Recién veintisiete meses después de los primeros asesinatos perpetrados en Trujillo a manos de un presunto escuadrón policial de aniquilamiento, la Policía de esa jurisdicción investiga los antecedentes de los muertos de quienes se sospechaba que eran delincuentes. El viernes 4 de diciembre, cuando el presidente Alan García dijo en conferencia de prensa que ya había pedido información sobre el caso, los efectivos de esta ciudad apresuraron la búsqueda de datos sobre los baleados. Lo que descubrieron quizás sorprendió a toda la comunidad policial de Trujillo: de una lista de 32 muertos, solo dos estaban requisitoriados.
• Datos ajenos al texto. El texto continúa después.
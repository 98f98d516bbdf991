use crate::models::request_params::HistoryRequest;

/// Builds the chart-API query string for one symbol of a request.
///
/// `period1` is inclusive and `period2` exclusive; both come straight from
/// the request's [`DateRange`](crate::models::date_range::DateRange) fetch
/// window.
pub fn construct_query(params: &HistoryRequest) -> Vec<(String, String)> {
    vec![
        (
            "period1".to_string(),
            params.range.period_start().timestamp().to_string(),
        ),
        (
            "period2".to_string(),
            params.range.period_end().timestamp().to_string(),
        ),
        (
            "interval".to_string(),
            params.interval.as_provider_code().to_string(),
        ),
        ("events".to_string(), "history".to_string()),
    ]
}
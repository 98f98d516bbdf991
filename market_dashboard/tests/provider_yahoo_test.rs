//! Live tests against the Yahoo Finance chart endpoint.
//!
//! Ignored by default; run with `cargo test -- --ignored` when network
//! access is available. Serialized so the rate limiter is the only thing
//! pacing the requests.

use chrono::NaiveDate;
use market_dashboard::{
    config::Config,
    fundamentals::{self, EnglishLabels},
    models::{
        asset::AssetClass, date_range::DateRange, interval::Interval,
        request_params::HistoryRequest, symbol::Symbol,
    },
    providers::{DataProvider, yahoo::YahooProvider},
};
use serial_test::serial;

fn range() -> DateRange {
    DateRange::new(
        NaiveDate::from_ymd_opt(2023, 1, 1).unwrap(),
        NaiveDate::from_ymd_opt(2023, 1, 31).unwrap(),
    )
    .unwrap()
}

#[tokio::test]
#[ignore]
#[serial]
async fn fetches_daily_bars_for_one_symbol() {
    let provider = YahooProvider::new(&Config::default()).unwrap();

    let request = HistoryRequest::new(
        vec![Symbol::normalize("AAPL", AssetClass::Equity)],
        range(),
        AssetClass::Equity,
    );
    let batch = provider.fetch_bars(request).await.unwrap();

    assert_eq!(batch.len(), 1);
    let series = &batch[0];
    assert_eq!(series.symbol.as_str(), "AAPL");
    assert!(!series.bars.is_empty());
    for bar in &series.bars {
        assert!(range().contains(bar.date));
        assert!(bar.low <= bar.high);
        assert!(bar.volume.is_some());
    }
}

#[tokio::test]
#[ignore]
#[serial]
async fn batched_request_returns_one_series_per_symbol() {
    let provider = YahooProvider::new(&Config::default()).unwrap();

    let symbols = vec![
        Symbol::normalize("AAPL", AssetClass::Equity),
        Symbol::normalize("MSFT", AssetClass::Equity),
    ];
    let request = HistoryRequest::new(symbols, range(), AssetClass::Equity);
    let batch = provider.fetch_bars(request).await.unwrap();

    assert_eq!(batch.len(), 2);
    let names: Vec<&str> = batch.iter().map(|s| s.symbol.as_str()).collect();
    assert_eq!(names, vec!["AAPL", "MSFT"]);
}

#[tokio::test]
#[ignore]
#[serial]
async fn unknown_symbol_is_skipped_without_failing_the_batch() {
    let provider = YahooProvider::new(&Config::default()).unwrap();

    let symbols = vec![
        Symbol::normalize("AAPL", AssetClass::Equity),
        Symbol::normalize("THISISNOTATICKER123", AssetClass::Equity),
    ];
    let request = HistoryRequest::new(symbols, range(), AssetClass::Equity);
    let batch = provider.fetch_bars(request).await.unwrap();

    assert_eq!(batch.len(), 1);
    assert_eq!(batch[0].symbol.as_str(), "AAPL");
}

#[tokio::test]
#[ignore]
#[serial]
async fn fetches_company_fundamentals() {
    let config = Config::default();
    let client = reqwest::Client::builder()
        .user_agent(&config.user_agent)
        .build()
        .unwrap();

    let symbol = Symbol::normalize("AAPL", AssetClass::Equity);
    let table = fundamentals::fetch_fundamentals(&client, &symbol, &EnglishLabels)
        .await
        .unwrap();

    let name = table
        .rows
        .iter()
        .find(|row| row.label == "Company Name")
        .unwrap();
    assert!(name.value.contains("Apple"));
}

#[tokio::test]
#[ignore]
#[serial]
async fn weekly_interval_returns_fewer_bars() {
    let provider = YahooProvider::new(&Config::default()).unwrap();

    let mut request = HistoryRequest::new(
        vec![Symbol::normalize("AAPL", AssetClass::Equity)],
        range(),
        AssetClass::Equity,
    );
    request.interval = Interval::Week;
    let batch = provider.fetch_bars(request).await.unwrap();

    assert_eq!(batch.len(), 1);
    // Around 20 trading days vs around 5 weeks in January.
    assert!(batch[0].bars.len() < 10);
}
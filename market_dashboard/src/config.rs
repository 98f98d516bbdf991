//! Runtime configuration for the dashboard.
//!
//! Read from a TOML file when one is supplied, with environment-variable
//! overrides. Every field has a default so the dashboard works with no
//! configuration at all.

use std::fs;

use serde::Deserialize;
use thiserror::Error;

use crate::errors::Error;

/// Environment variable that overrides the configured user agent.
pub const USER_AGENT_ENV: &str = "DASHBOARD_USER_AGENT";

const DEFAULT_USER_AGENT: &str =
    "Mozilla/5.0 (X11; Linux x86_64; rv:128.0) Gecko/20100101 Firefox/128.0";
const DEFAULT_REQUESTS_PER_SECOND: u32 = 4;

/// An environment variable required by the application is not set.
#[derive(Debug, Error)]
#[error("Missing environment variable: {0}")]
pub struct MissingEnvVarError(pub String);

/// Reads an environment variable, returning a structured error if it's missing.
pub fn get_env_var(name: &str) -> Result<String, MissingEnvVarError> {
    std::env::var(name).map_err(|_| MissingEnvVarError(name.to_string()))
}

/// Dashboard configuration.
#[derive(Clone, Debug, Deserialize)]
#[serde(default)]
pub struct Config {
    /// User agent sent with every outgoing HTTP request. Yahoo's endpoints
    /// reject the reqwest default.
    pub user_agent: String,

    /// Upper bound on outgoing requests per second, enforced by the
    /// provider's rate limiter.
    pub requests_per_second: u32,
}

impl Default for Config {
    fn default() -> Self {
        Self {
            user_agent: DEFAULT_USER_AGENT.to_string(),
            requests_per_second: DEFAULT_REQUESTS_PER_SECOND,
        }
    }
}

impl Config {
    /// Loads configuration from a TOML file, then applies environment
    /// overrides.
    pub fn from_file(path: &str) -> Result<Self, Error> {
        let raw = fs::read_to_string(path)?;
        let mut config: Config =
            toml::from_str(&raw).map_err(|e| Error::Config(e.to_string()))?;
        config.apply_env_overrides();
        Ok(config)
    }

    /// Default configuration with environment overrides applied.
    pub fn from_env() -> Self {
        let mut config = Config::default();
        config.apply_env_overrides();
        config
    }

    fn apply_env_overrides(&mut self) {
        if let Ok(agent) = get_env_var(USER_AGENT_ENV) {
            self.user_agent = agent;
        }
    }
}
Según los documentos a los que tuvo acceso Perú.21, el día del anuncio presidencial, el jefe del Escuadrón de Emergencias de la zona, coronel Elidio Espinoza Quispe -denunciado por la Fiscalía por ser el presunto cabecilla del escuadrón de la muerte- le pidió al jefe de la Oficina de Investigación Criminal de Trujillo, coronel Carlos Mesía Nieto, los antecedentes penales, policiales y requisitorias de las 32 personas que, según las denuncias, fueron ejecutados por la Policía. Es decir, recién después de más de dos años de ocurridas las muertes, se interesaron en saber si las víctimas estaban realmente "fichadas".